Task objective =
Count every line below in which "command" occurs, then give only the count.

Recorded information =
↓↓↓

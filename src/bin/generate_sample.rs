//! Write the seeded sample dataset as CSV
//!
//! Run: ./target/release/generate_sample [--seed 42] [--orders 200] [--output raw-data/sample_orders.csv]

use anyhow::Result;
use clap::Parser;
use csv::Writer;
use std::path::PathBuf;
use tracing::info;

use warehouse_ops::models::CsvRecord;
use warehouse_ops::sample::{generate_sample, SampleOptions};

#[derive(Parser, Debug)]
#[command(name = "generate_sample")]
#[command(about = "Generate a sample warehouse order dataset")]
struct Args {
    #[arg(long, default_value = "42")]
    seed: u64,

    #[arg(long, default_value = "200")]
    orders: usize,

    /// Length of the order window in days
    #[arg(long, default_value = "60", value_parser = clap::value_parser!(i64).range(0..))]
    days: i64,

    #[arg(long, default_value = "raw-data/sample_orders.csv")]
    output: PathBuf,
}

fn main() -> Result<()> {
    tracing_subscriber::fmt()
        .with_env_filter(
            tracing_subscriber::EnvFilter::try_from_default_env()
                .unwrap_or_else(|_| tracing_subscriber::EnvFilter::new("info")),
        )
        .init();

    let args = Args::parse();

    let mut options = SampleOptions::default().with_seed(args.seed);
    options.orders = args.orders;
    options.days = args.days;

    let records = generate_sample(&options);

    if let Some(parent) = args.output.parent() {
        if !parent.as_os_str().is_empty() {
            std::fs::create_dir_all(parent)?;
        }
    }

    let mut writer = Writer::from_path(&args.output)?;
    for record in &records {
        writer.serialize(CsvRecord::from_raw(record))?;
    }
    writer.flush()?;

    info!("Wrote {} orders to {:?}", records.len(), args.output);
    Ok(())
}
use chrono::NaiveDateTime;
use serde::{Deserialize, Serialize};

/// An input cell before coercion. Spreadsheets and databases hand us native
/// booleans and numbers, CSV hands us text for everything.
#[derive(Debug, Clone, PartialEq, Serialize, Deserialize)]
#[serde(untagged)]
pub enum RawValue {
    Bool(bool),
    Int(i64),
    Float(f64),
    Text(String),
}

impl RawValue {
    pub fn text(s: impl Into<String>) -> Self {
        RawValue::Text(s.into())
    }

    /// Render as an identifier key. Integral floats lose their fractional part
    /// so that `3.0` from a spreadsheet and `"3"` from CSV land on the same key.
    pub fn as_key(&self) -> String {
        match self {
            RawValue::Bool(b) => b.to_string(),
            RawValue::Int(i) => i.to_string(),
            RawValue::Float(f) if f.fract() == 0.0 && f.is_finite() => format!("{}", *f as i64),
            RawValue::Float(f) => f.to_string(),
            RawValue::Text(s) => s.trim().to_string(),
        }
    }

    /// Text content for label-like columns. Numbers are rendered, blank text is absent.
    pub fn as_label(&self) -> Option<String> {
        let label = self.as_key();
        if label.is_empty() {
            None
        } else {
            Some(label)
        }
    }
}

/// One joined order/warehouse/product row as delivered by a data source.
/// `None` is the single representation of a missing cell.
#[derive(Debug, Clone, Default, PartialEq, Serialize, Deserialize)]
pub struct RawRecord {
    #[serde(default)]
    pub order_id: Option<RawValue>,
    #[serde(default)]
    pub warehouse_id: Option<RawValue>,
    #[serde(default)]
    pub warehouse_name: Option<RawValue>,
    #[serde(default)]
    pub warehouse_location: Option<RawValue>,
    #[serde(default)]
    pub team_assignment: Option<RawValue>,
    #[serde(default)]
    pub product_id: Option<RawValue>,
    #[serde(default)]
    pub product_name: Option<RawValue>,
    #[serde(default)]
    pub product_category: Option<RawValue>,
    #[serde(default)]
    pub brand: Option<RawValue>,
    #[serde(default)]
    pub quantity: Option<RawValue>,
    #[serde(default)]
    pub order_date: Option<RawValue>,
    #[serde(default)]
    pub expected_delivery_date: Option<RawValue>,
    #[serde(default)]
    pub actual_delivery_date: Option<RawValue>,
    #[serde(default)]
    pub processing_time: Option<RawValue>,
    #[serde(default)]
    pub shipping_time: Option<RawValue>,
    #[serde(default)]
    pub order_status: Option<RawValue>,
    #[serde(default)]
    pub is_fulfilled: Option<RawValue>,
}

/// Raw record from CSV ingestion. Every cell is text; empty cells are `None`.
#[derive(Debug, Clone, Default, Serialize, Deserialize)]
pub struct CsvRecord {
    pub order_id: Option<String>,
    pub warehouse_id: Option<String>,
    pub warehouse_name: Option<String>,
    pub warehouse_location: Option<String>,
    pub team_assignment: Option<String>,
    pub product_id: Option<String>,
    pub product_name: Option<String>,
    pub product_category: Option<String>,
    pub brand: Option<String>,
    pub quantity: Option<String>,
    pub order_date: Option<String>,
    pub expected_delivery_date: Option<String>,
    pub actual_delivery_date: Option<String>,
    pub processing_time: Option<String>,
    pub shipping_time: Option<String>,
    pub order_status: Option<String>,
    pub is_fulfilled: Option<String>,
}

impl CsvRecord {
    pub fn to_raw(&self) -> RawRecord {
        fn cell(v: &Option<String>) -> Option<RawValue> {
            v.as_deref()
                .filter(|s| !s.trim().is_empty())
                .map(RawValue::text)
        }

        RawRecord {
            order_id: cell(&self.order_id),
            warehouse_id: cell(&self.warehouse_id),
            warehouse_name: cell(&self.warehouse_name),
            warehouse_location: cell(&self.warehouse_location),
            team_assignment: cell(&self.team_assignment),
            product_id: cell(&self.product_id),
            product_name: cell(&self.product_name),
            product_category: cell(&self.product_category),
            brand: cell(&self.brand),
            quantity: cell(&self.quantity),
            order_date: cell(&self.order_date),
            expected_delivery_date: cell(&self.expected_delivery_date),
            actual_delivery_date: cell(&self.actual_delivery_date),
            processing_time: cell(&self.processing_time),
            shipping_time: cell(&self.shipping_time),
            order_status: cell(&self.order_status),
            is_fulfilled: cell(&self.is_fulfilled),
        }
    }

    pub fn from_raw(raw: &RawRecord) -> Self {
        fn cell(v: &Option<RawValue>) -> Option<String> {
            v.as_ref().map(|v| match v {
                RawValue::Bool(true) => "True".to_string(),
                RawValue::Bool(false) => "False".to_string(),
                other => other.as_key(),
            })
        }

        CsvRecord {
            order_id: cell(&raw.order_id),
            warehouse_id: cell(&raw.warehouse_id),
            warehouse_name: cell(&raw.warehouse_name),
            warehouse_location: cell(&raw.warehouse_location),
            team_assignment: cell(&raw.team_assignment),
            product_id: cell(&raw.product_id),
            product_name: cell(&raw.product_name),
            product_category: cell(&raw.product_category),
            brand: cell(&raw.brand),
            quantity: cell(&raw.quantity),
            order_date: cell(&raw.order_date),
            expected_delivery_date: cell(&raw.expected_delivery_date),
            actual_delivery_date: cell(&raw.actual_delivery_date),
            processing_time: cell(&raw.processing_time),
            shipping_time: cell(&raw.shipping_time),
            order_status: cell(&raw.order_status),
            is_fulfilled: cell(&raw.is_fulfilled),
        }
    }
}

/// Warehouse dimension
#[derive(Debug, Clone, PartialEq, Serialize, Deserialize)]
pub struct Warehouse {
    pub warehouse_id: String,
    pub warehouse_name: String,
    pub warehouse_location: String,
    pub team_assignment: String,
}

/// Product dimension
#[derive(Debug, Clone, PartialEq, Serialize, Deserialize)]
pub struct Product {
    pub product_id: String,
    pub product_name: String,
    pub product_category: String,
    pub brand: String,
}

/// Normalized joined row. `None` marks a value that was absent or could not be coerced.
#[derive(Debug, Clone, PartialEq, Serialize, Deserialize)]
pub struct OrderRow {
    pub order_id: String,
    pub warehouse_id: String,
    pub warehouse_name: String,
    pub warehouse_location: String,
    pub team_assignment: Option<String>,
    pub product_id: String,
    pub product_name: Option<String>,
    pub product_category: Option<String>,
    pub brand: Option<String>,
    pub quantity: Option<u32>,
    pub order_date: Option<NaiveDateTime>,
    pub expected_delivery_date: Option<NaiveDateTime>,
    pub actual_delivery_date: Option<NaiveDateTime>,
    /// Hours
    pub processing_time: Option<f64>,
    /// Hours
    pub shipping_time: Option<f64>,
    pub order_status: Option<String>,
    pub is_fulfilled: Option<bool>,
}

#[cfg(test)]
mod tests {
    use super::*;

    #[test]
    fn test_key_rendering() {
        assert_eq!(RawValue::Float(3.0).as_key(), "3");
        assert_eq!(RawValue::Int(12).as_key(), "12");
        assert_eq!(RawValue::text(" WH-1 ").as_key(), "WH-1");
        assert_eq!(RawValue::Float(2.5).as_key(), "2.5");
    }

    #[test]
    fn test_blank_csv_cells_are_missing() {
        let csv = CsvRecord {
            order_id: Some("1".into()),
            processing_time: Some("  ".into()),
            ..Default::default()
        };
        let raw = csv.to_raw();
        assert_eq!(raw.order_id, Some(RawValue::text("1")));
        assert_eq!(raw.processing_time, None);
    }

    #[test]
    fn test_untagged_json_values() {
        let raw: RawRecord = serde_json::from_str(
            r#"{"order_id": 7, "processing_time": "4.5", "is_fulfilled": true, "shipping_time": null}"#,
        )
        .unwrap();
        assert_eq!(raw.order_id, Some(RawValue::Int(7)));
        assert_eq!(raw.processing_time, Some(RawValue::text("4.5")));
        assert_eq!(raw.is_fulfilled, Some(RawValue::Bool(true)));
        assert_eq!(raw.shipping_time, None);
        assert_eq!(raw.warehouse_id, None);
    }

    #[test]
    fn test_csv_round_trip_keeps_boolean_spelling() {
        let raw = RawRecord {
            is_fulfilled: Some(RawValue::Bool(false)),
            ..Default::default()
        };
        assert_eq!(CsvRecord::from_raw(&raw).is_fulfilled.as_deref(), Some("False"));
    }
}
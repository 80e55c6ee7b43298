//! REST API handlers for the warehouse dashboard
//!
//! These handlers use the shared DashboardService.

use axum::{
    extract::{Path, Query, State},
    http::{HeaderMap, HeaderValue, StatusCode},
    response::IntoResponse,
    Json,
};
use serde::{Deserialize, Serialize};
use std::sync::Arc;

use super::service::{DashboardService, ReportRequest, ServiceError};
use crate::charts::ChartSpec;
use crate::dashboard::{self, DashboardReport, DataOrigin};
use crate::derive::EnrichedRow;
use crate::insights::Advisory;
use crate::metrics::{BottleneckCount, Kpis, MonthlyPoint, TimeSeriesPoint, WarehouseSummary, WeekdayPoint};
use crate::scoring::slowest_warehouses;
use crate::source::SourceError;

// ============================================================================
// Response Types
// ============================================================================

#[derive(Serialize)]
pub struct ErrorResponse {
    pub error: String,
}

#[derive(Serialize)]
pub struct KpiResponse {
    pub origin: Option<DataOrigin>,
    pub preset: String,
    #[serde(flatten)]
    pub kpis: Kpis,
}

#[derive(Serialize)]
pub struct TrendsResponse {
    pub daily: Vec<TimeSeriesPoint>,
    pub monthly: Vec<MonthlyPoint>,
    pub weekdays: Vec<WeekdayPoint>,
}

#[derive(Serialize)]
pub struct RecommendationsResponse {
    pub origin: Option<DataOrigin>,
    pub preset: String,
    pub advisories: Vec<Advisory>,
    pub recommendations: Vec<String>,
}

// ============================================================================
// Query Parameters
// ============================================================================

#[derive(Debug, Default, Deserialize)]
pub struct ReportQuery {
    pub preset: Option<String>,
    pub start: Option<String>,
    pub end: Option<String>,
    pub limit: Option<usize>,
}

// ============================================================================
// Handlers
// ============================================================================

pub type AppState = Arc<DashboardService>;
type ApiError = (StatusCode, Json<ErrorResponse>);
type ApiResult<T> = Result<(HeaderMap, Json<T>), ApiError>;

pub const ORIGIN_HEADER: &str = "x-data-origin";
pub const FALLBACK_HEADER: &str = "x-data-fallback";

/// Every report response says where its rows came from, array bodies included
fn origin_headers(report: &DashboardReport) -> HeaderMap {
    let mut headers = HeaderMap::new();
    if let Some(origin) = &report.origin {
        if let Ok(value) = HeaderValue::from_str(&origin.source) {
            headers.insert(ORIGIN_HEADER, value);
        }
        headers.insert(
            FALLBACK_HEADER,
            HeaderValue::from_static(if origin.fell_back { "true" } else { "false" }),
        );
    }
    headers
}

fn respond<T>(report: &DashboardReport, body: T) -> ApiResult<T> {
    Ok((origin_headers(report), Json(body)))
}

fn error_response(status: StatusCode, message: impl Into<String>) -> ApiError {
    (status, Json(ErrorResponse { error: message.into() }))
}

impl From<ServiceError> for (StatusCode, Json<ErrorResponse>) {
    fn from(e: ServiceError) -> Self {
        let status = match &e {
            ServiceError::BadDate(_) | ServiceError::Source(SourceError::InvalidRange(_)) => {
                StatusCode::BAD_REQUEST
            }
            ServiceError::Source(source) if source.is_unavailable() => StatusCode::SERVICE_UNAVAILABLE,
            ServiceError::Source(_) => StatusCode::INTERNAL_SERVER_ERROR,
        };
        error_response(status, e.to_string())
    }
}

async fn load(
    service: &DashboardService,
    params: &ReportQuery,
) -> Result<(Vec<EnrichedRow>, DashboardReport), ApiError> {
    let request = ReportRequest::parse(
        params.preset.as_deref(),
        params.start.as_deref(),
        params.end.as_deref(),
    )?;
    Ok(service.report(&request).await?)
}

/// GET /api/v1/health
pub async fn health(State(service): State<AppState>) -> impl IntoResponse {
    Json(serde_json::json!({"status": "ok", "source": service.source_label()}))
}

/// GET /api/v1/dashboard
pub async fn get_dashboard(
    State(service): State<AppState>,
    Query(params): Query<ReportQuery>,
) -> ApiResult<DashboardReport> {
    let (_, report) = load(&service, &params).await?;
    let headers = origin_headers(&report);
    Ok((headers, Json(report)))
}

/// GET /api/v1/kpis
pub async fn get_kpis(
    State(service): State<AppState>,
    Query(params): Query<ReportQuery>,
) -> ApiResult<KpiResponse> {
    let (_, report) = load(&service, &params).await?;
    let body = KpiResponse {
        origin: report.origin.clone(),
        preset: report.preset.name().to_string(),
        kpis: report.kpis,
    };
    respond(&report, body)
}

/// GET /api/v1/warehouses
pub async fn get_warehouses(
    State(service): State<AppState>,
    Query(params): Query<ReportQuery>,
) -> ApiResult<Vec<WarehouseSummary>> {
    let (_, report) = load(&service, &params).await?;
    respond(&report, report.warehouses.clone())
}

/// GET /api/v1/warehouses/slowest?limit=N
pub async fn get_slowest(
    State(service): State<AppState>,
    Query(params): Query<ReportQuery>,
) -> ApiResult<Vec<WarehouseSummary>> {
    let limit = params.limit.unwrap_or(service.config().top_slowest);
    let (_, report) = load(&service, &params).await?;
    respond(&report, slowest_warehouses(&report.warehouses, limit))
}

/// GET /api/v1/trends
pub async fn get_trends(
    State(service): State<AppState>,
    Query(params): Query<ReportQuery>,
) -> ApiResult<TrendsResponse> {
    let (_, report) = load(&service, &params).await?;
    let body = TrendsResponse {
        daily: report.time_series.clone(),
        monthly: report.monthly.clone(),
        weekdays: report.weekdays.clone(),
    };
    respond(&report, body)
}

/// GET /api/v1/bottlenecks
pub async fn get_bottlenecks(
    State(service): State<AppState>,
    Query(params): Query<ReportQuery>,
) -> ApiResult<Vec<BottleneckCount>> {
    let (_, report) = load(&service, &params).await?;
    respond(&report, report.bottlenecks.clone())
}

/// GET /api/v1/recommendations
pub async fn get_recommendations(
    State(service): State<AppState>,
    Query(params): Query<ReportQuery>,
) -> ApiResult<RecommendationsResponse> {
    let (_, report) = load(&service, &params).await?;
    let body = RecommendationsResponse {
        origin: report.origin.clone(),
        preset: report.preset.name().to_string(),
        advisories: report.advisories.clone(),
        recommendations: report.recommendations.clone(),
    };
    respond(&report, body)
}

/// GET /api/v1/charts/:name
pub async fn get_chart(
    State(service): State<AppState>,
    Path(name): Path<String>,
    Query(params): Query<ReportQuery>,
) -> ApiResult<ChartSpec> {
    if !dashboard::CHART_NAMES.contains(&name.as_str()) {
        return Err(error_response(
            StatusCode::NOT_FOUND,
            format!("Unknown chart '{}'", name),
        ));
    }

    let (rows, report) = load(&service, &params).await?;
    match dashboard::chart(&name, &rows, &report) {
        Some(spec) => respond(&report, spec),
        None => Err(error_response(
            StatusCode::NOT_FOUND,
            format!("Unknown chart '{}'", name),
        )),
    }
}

↑↑↑

Task result =
2